Vaccinated people who were infected this year less likely to develop long Covid - NCID

For those who do, symptoms tend to be less severe, do not last as long: Expert

Vaccinated persons in Singapore who had Covid-19 over this recent Omicron wave or the one earlier in the year are much less likely to develop long Covid symptoms, said Dr Barnaby Young, head of the Singapore Infectious Disease Clinical Research Network at the National Centre for Infectious Diseases (NCID).


Long Covid has been described as a condition where people still experience symptoms such as chest pain, breathing difficulties and fatigue months after the initial infection has cleared.


“From our experience at NCID, for those who do develop long Covid, the symptoms also tend to be less severe and do not persist so long among vaccinated patients with Covid-19 due to the Omicron variant,” he said.


“While we do not have a diagnostic test or treatment specifically for long Covid, we do have some medication for symptom relief, and usually perform some blood or imaging tests to exclude other causes.”


His comments come as a new study published in The Lancet medical journal suggests that one in eight adults with Covid-19 may experience long Covid.


“About one in eight patients reporting long Covid is similar to what we have described in Singapore, early in the pandemic,” said Dr Young.


The new study was conducted in the Netherlands by researchers from the University of Groningen.

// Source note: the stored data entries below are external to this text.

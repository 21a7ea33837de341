//! Client side of the signing gateway.

use async_trait::async_trait;
use gasfree_types::SignRequest;
use thiserror::Error;

mod http;

pub use http::HttpSignerClient;

/// Errors returned by a signer client.
///
/// Gateway error codes map onto variants one to one, so the orchestrator can
/// propagate them without reinterpretation.
#[derive(Debug, Error, Clone, PartialEq, Eq)]
pub enum SignerError {
	#[error("Configuration error: {0}")]
	Configuration(String),
	/// Transport failure or timeout.
	#[error("{0}")]
	Unreachable(String),
	/// `ACCESS_DENIED`
	#[error("{0}")]
	AccessDenied(String),
	/// `INVALID_REQUEST` or `VALIDATION_ERROR`
	#[error("{message}")]
	Validation {
		field: Option<String>,
		message: String,
	},
	/// `AUTHENTICATION_MISMATCH`
	#[error("Signer address {expected} does not match message user {received}")]
	AuthenticationMismatch { expected: String, received: String },
	/// `SIGNATURE_INTEGRITY`
	#[error("{0}")]
	SignatureIntegrity(String),
	/// Any other gateway failure.
	#[error("Signing gateway failed ({status} {error}): {message}")]
	Failed {
		status: u16,
		error: String,
		message: String,
	},
	/// The gateway answered with a body that could not be interpreted.
	#[error("Invalid signing gateway response: {0}")]
	InvalidResponse(String),
}

/// Trait defining the interface for remote signers.
#[async_trait]
pub trait SignerInterface: Send + Sync {
	/// Requests a signature over `request.message`.
	///
	/// Returns the signature exactly as the gateway sent it. Callers validate
	/// its shape before use.
	async fn sign(&self, request: &SignRequest) -> Result<String, SignerError>;
}
//! String formatting utilities.
//!
//! Provides hex prefix stripping, token amount formatting and truncation of
//! identifiers for log output.

/// Truncates an identifier for display, keeping the first 8 characters.
pub fn truncate_id(id: &str) -> String {
	if id.chars().count() <= 8 {
		id.to_string()
	} else {
		format!("{}..", id.chars().take(8).collect::<String>())
	}
}

/// Removes "0x" or "0X" prefix from a hex string if present.
pub fn without_0x_prefix(hex_str: &str) -> &str {
	hex_str
		.strip_prefix("0x")
		.or_else(|| hex_str.strip_prefix("0X"))
		.unwrap_or(hex_str)
}

/// Formats a raw base-unit amount with decimal places for display.
///
/// `format_token_amount("5000000", 6)` returns `"5"`.
pub fn format_token_amount(amount: &str, decimals: u8) -> String {
	if decimals == 0 {
		return amount.to_string();
	}

	let decimal_places = decimals as usize;

	let (integer_part, decimal_part) = if amount.len() <= decimal_places {
		let decimal_str = format!("{:0>width$}", amount, width = decimal_places);
		("0".to_string(), decimal_str)
	} else {
		let split_pos = amount.len() - decimal_places;
		(
			amount[..split_pos].to_string(),
			amount[split_pos..].to_string(),
		)
	};

	let decimal_trimmed = decimal_part.trim_end_matches('0');

	if decimal_trimmed.is_empty() {
		integer_part
	} else {
		format!("{}.{}", integer_part, decimal_trimmed)
	}
}
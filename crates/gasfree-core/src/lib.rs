//! Transfer orchestration for the GasFree system.
//!
//! This crate assembles a `PermitTransfer` authorization from relay data,
//! obtains its signature from the signing gateway and submits it to the relay
//! exactly once. It never holds the private key: signing is a remote call
//! through [`SignerInterface`].

use gasfree_config::ConfigError;
use gasfree_relay::RelayError;
use gasfree_types::AmountError;
use thiserror::Error;

pub mod builder;
pub mod engine;
pub mod policy;
pub mod signer;
pub mod state;

pub use builder::OrchestratorBuilder;
pub use engine::{
	AuthorizationResult, AuthorizationStatus, DryRunReport, OrchestratorSettings, TransferOrchestrator,
};
pub use policy::{FeePolicy, FirstListed, FixedFee, Preferred, Selection, SelectionPolicy};
pub use signer::{HttpSignerClient, SignerError, SignerInterface};
pub use state::{AuthorizationPhase, TransferIntent};

/// Coarse classification of a [`TransferError`] for callers choosing a
/// remediation.
#[derive(Debug, Clone, Copy, PartialEq, Eq)]
pub enum ErrorCategory {
	/// The caller's input or configuration is wrong. Retrying will not help.
	InvalidInput,
	/// A remote system failed or lacked data. The caller may retry later.
	RemoteFailure,
	/// The signing path produced something that must not be trusted.
	Untrusted,
}

/// Errors that can occur while authorizing a transfer.
#[derive(Debug, Error, Clone, PartialEq, Eq)]
pub enum TransferError {
	/// Missing or unusable configuration.
	#[error("Configuration error: {0}")]
	Configuration(String),
	/// Malformed receiver, amount or authorization field.
	#[error("Validation error: {0}")]
	Validation(String),
	/// The gateway key does not belong to the configured account.
	#[error("Signer address {derived} does not match message user {received}")]
	AuthenticationMismatch { derived: String, received: String },
	/// The gateway refused this caller.
	#[error("Access denied: {0}")]
	AccessDenied(String),
	/// Token, provider or nonce could not be determined.
	#[error("Resolution failure: {0}")]
	Resolution(String),
	/// The relay or the gateway was unreachable or answered with a failure.
	/// `reachable` is true when the remote answered and refused.
	#[error("Transport failure: {message}")]
	Transport { reachable: bool, message: String },
	/// The returned signature is malformed.
	#[error("Signature integrity error: {0}")]
	SignatureIntegrity(String),
}

impl TransferError {
	pub fn category(&self) -> ErrorCategory {
		match self {
			TransferError::Configuration(_)
			| TransferError::Validation(_)
			| TransferError::AuthenticationMismatch { .. }
			| TransferError::AccessDenied(_) => ErrorCategory::InvalidInput,
			TransferError::Resolution(_) | TransferError::Transport { .. } => {
				ErrorCategory::RemoteFailure
			},
			TransferError::SignatureIntegrity(_) => ErrorCategory::Untrusted,
		}
	}

	/// True when retrying the same call later could succeed.
	pub fn is_retryable(&self) -> bool {
		self.category() == ErrorCategory::RemoteFailure
	}
}

impl From<RelayError> for TransferError {
	fn from(err: RelayError) -> Self {
		match err {
			RelayError::Configuration(message) => TransferError::Configuration(message),
			RelayError::InvalidRequest(message) => TransferError::Validation(message),
			other => TransferError::Transport {
				reachable: other.is_reachable(),
				message: other.to_string(),
			},
		}
	}
}

impl From<SignerError> for TransferError {
	fn from(err: SignerError) -> Self {
		match err {
			SignerError::Configuration(message) => TransferError::Configuration(message),
			SignerError::AccessDenied(message) => TransferError::AccessDenied(message),
			SignerError::Validation { message, .. } => TransferError::Validation(message),
			SignerError::AuthenticationMismatch { expected, received } => {
				TransferError::AuthenticationMismatch {
					derived: expected,
					received,
				}
			},
			SignerError::SignatureIntegrity(message) => TransferError::SignatureIntegrity(message),
			SignerError::Unreachable(message) => TransferError::Transport {
				reachable: false,
				message: format!("Signing gateway unreachable: {}", message),
			},
			err @ (SignerError::Failed { .. } | SignerError::InvalidResponse(_)) => {
				TransferError::Transport {
					reachable: true,
					message: err.to_string(),
				}
			},
		}
	}
}

impl From<ConfigError> for TransferError {
	fn from(err: ConfigError) -> Self {
		TransferError::Configuration(err.to_string())
	}
}

impl From<AmountError> for TransferError {
	fn from(err: AmountError) -> Self {
		TransferError::Validation(err.to_string())
	}
}
//! Signing gateway configuration.

use crate::{loader, resolve_env_vars, ConfigError};
use gasfree_types::{
	deserialize_networks, default_networks, resolve_network, NetworksConfig, SecretString,
	MAINNET,
};
use serde::{Deserialize, Serialize};
use std::net::{IpAddr, Ipv4Addr, Ipv6Addr};
use std::str::FromStr;

/// Configuration of the `gasfree-signer` process.
#[derive(Debug, Clone, Deserialize, Serialize)]
pub struct GatewayConfig {
	pub gateway: GatewaySection,
	/// Network table used to resolve signing domains.
	#[serde(default = "default_networks", deserialize_with = "deserialize_networks")]
	pub networks: NetworksConfig,
}

/// The `[gateway]` section.
#[derive(Debug, Clone, Deserialize, Serialize)]
pub struct GatewaySection {
	/// Host address to bind the server to.
	#[serde(default = "default_host")]
	pub host: String,
	/// Port to bind the server to.
	#[serde(default = "default_port")]
	pub port: u16,
	/// Hex-encoded secp256k1 private key.
	pub private_key: SecretString,
	/// Network used when a request names none.
	#[serde(default = "default_gateway_network")]
	pub default_network: String,
	/// Caller IPs allowed to reach any endpoint.
	#[serde(default = "default_allowed_callers")]
	pub allowed_callers: Vec<IpAddr>,
}

fn default_host() -> String {
	"127.0.0.1".to_string()
}

fn default_port() -> u16 {
	3333
}

fn default_gateway_network() -> String {
	MAINNET.to_string()
}

/// Loopback in its IPv4, IPv6 and IPv4-mapped forms.
pub fn default_allowed_callers() -> Vec<IpAddr> {
	vec![
		IpAddr::V4(Ipv4Addr::LOCALHOST),
		IpAddr::V6(Ipv6Addr::LOCALHOST),
		IpAddr::V6(Ipv4Addr::LOCALHOST.to_ipv6_mapped()),
	]
}

impl GatewayConfig {
	/// Loads configuration from a file, resolving environment variables.
	pub async fn from_file(path: &str) -> Result<Self, ConfigError> {
		loader::load_file(path).await?.parse()
	}

	/// `host:port` the server binds to.
	pub fn bind_address(&self) -> String {
		format!("{}:{}", self.gateway.host, self.gateway.port)
	}

	fn validate(&self) -> Result<(), ConfigError> {
		if self.gateway.private_key.is_blank() {
			return Err(ConfigError::Validation(
				"gateway.private_key cannot be empty".into(),
			));
		}
		resolve_network(&self.networks, &self.gateway.default_network)
			.map_err(|e| ConfigError::Validation(format!("gateway.default_network: {}", e)))?;
		if self.gateway.allowed_callers.is_empty() {
			return Err(ConfigError::Validation(
				"gateway.allowed_callers must list at least one address".into(),
			));
		}
		Ok(())
	}
}

impl FromStr for GatewayConfig {
	type Err = ConfigError;

	fn from_str(s: &str) -> Result<Self, Self::Err> {
		let resolved = resolve_env_vars(s)?;
		let config: GatewayConfig = toml::from_str(&resolved)?;
		config.validate()?;
		Ok(config)
	}
}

They collected data – mostly before the Covid-19 vaccine roll-out in that country – from online questionnaires on 23 symptoms commonly associated with long Covid, from April 2020 to August last year.


The researchers compared the symptoms in people infected with Covid-19 with those who were not.

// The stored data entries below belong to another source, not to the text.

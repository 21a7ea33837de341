//! Request handlers of the signing gateway.

use crate::GatewayState;
use axum::{body::Bytes, extract::State, response::Json};
use gasfree_account::AccountError;
use gasfree_types::{
	APIError, Address, AuthorizationMessage, Field, FieldType, Schema, SignRequest, SignResponse,
	SigningDomain, ValidationError, AUTHENTICATION_MISMATCH, INVALID_REQUEST,
	SIGNATURE_INTEGRITY, SIGNING_FAILED, VALIDATION_ERROR,
};
use serde_json::{json, Value};

/// Shape of the `POST /sign` body. `message` fields are checked in struct
/// order before anything is parsed.
fn sign_request_schema() -> Schema {
	Schema::new(
		vec![Field::new(
			"message",
			FieldType::Object(AuthorizationMessage::schema()),
		)],
		vec![
			Field::new("network", FieldType::String),
			Field::new("contract", FieldType::String),
			Field::new(
				"chainId",
				FieldType::Integer {
					min: Some(1),
					max: None,
				},
			),
		],
	)
}

fn validation_error(err: &ValidationError) -> APIError {
	APIError::BadRequest {
		error_type: VALIDATION_ERROR.to_string(),
		message: err.to_string(),
		details: err.field().map(|field| json!({ "field": field })),
	}
}

/// Handles `POST /sign`.
///
/// Validates the body, resolves the signing domain and returns the 130-hex
/// signature of the authorization message.
pub async fn handle_sign(
	State(state): State<GatewayState>,
	body: Bytes,
) -> Result<Json<SignResponse>, APIError> {
	let payload: Value = serde_json::from_slice(&body).map_err(|e| {
		APIError::bad_request(INVALID_REQUEST, format!("Request body is not valid JSON: {}", e))
	})?;

	sign_request_schema()
		.validate(&payload)
		.map_err(|e| validation_error(&e))?;

	let request: SignRequest = serde_json::from_value(payload).map_err(|e| {
		validation_error(&ValidationError::DeserializationError(e.to_string()))
	})?;

	let domain = resolve_domain(&state, &request)?;

	match state.signer.sign_authorization(&domain, &request.message).await {
		Ok(signature) => {
			tracing::info!(
				user = %request.message.user,
				receiver = %request.message.receiver,
				nonce = %request.message.nonce,
				chain_id = domain.chain_id,
				"Authorization signed"
			);
			Ok(Json(SignResponse {
				signature: signature.to_hex(),
			}))
		},
		Err(e) => Err(account_error(e)),
	}
}

/// Handles `GET /health`.
pub async fn handle_health() -> Json<Value> {
	Json(json!({ "status": "ok" }))
}

/// Table lookup by network name, then explicit `contract` / `chainId`
/// overrides.
fn resolve_domain(state: &GatewayState, request: &SignRequest) -> Result<SigningDomain, APIError> {
	let network = request
		.network
		.as_deref()
		.unwrap_or(state.default_network.as_str());

	let domain = SigningDomain::for_network(&state.networks, network).map_err(|e| {
		validation_error(&ValidationError::InvalidValue {
			field: "network".to_string(),
			message: e.to_string(),
		})
	})?;

	let contract = request
		.contract
		.as_deref()
		.map(|c| {
			c.parse::<Address>().map_err(|e| {
				validation_error(&ValidationError::InvalidValue {
					field: "contract".to_string(),
					message: e.to_string(),
				})
			})
		})
		.transpose()?;

	Ok(domain.with_overrides(contract, request.chain_id))
}

fn account_error(err: AccountError) -> APIError {
	match err {
		AccountError::InvalidMessage(e) => validation_error(&e),
		AccountError::AuthenticationMismatch { derived, received } => APIError::BadRequest {
			error_type: AUTHENTICATION_MISMATCH.to_string(),
			message: "Message user does not match the signing key".to_string(),
			details: Some(json!({
				"expected": derived.to_string(),
				"received": received.to_string(),
			})),
		},
		AccountError::InvalidSignature(message) => APIError::InternalServerError {
			error_type: SIGNATURE_INTEGRITY.to_string(),
			message,
		},
		other @ (AccountError::InvalidKey(_) | AccountError::SigningFailed(_)) => {
			tracing::error!(error = %other, "Signing failed");
			APIError::InternalServerError {
				error_type: SIGNING_FAILED.to_string(),
				message: "Signing failed".to_string(),
			}
		},
	}
}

They also asked participants if the symptoms were already present before their infection, in order to identify the core symptoms.


This method allows them to offer an improved working definition for long Covid and provide a reliable estimate of how likely it is to occur in the general population, said Professor Judith Rosmalen from the University of Groningen, the study’s lead author.


In the study, about 21.4 per cent of 1,782 participants who had Covid-19 experienced at least one new symptom or a symptom that was more severe than before, three to five months post-infection.


This compares with 8.7 per cent of 4,130 uninfected people followed in the same time period, suggesting that one in eight Covid-19 patients (12.7 per cent) in the general population experiences longterm symptoms due to Covid-19, the researchers said.


The core symptoms recorded were chest pain, breathing difficulties, pain when breathing, painful muscles, loss of taste and/or smell, tingling hands or feet, a lump in the throat, alternately feeling hot and cold, heavy arms and/or legs and general tiredness.


The severity of these symptoms plateaued three months after infection with no further decline. Other symptoms that did not significantly increase three to five months after a Covid-19 diagnosis included headache, itchy eyes, dizziness, back pain and nausea, the researchers said.


Dr Young said the study is very well conducted and has good quality data, particularly longitudinal symptom data, collected before and after acute Covid-19, and symptom data from a control group who did not have Covid-19.


An important caveat is that the data was collected from people who were infected relatively early in the pandemic, he said.


“We know that vaccination reduces the risk of long Covid by about 50 per cent, and the risk is also lower with Omicron, also by around 50 per cent,” Dr Young said.